→ **Requirement**
Count the lines below that include "Uuid". Only the number should be given.

(Collected data)
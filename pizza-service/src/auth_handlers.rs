use argon2::{
    password_hash::{PasswordHash, PasswordHasher, PasswordVerifier, SaltString},
    Argon2,
};
use axum::{extract::State, Json};
use rand_core::OsRng;
use serde::{Deserialize, Serialize};
use tracing::warn;
use uuid::Uuid;

use common_http_errors::{ApiError, ApiResult};
use common_security::Role;

use crate::app::{db_error, is_unique_violation, AppState};
use crate::session::CurrentUser;
use crate::tokens::TokenSubject;
use crate::user_handlers::{load_user, User, UserRole};

#[derive(Debug, Deserialize)]
pub struct RegisterRequest {
    pub name: Option<String>,
    pub email: Option<String>,
    pub password: Option<String>,
}

#[derive(Debug, Deserialize)]
pub struct LoginRequest {
    pub email: String,
    pub password: String,
}

#[derive(Serialize)]
pub struct AuthResponse {
    pub user: User,
    pub token: String,
}

#[derive(Serialize)]
pub struct MessageResponse {
    pub message: &'static str,
}

pub async fn register(
    State(state): State<AppState>,
    Json(request): Json<RegisterRequest>,
) -> ApiResult<Json<AuthResponse>> {
    let (name, email, password) = match (request.name, request.email, request.password) {
        (Some(name), Some(email), Some(password))
            if !name.trim().is_empty() && !email.trim().is_empty() && !password.is_empty() =>
        {
            (name, email, password)
        }
        _ => {
            return Err(ApiError::bad_request(
                "name, email, and password are required",
            ))
        }
    };

    let password_hash = hash_password(&password)?;
    let user_id = Uuid::new_v4();

    let mut tx = state.db.begin().await.map_err(db_error)?;

    sqlx::query("INSERT INTO users (id, name, email, password_hash) VALUES ($1, $2, $3, $4)")
        .bind(user_id)
        .bind(&name)
        .bind(&email)
        .bind(&password_hash)
        .execute(&mut *tx)
        .await
        .map_err(|err| {
            if is_unique_violation(&err) {
                ApiError::conflict("user already exists")
            } else {
                db_error(err)
            }
        })?;

    // Everyone starts as a diner.
    sqlx::query("INSERT INTO user_roles (user_id, role, object_id) VALUES ($1, $2, NULL)")
        .bind(user_id)
        .bind(Role::Diner.as_str())
        .execute(&mut *tx)
        .await
        .map_err(db_error)?;

    tx.commit().await.map_err(db_error)?;

    let user = User {
        id: user_id,
        name,
        email,
        roles: vec![UserRole {
            role: Role::Diner,
            object_id: None,
        }],
    };

    let issued = state
        .token_signer
        .issue(&TokenSubject {
            user_id: user.id,
            name: user.name.clone(),
            email: user.email.clone(),
            roles: user.role_names(),
        })
        .await
        .map_err(ApiError::internal)?;

    Ok(Json(AuthResponse {
        user,
        token: issued.token,
    }))
}

#[derive(sqlx::FromRow)]
struct CredentialRow {
    id: Uuid,
    password_hash: String,
}

pub async fn login(
    State(state): State<AppState>,
    Json(request): Json<LoginRequest>,
) -> ApiResult<Json<AuthResponse>> {
    let row = sqlx::query_as::<_, CredentialRow>(
        "SELECT id, password_hash FROM users WHERE email = $1",
    )
    .bind(&request.email)
    .fetch_optional(&state.db)
    .await
    .map_err(db_error)?;

    // Unknown account and bad password fail identically.
    let Some(row) = row else {
        return Err(ApiError::Unauthorized);
    };

    let parsed = PasswordHash::new(&row.password_hash).map_err(|err| {
        warn!(user_id = %row.id, error = %err, "stored password hash is unreadable");
        ApiError::Unauthorized
    })?;
    if Argon2::default()
        .verify_password(request.password.as_bytes(), &parsed)
        .is_err()
    {
        return Err(ApiError::Unauthorized);
    }

    let user = load_user(&state.db, row.id)
        .await
        .map_err(db_error)?
        .ok_or(ApiError::Unauthorized)?;

    let issued = state
        .token_signer
        .issue(&TokenSubject {
            user_id: user.id,
            name: user.name.clone(),
            email: user.email.clone(),
            roles: user.role_names(),
        })
        .await
        .map_err(ApiError::internal)?;

    Ok(Json(AuthResponse {
        user,
        token: issued.token,
    }))
}

pub async fn logout(
    State(state): State<AppState>,
    current: CurrentUser,
) -> ApiResult<Json<MessageResponse>> {
    state
        .token_signer
        .revoke(&current.token)
        .await
        .map_err(db_error)?;
    Ok(Json(MessageResponse {
        message: "logout successful",
    }))
}

pub(crate) fn hash_password(password: &str) -> Result<String, ApiError> {
    if password.trim().is_empty() {
        return Err(ApiError::bad_request("password must not be empty"));
    }

    let salt = SaltString::generate(&mut OsRng);
    Argon2::default()
        .hash_password(password.as_bytes(), &salt)
        .map(|hash| hash.to_string())
        .map_err(|err| ApiError::internal(format!("failed to hash password: {err}")))
}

→ **Output for this exercise**
3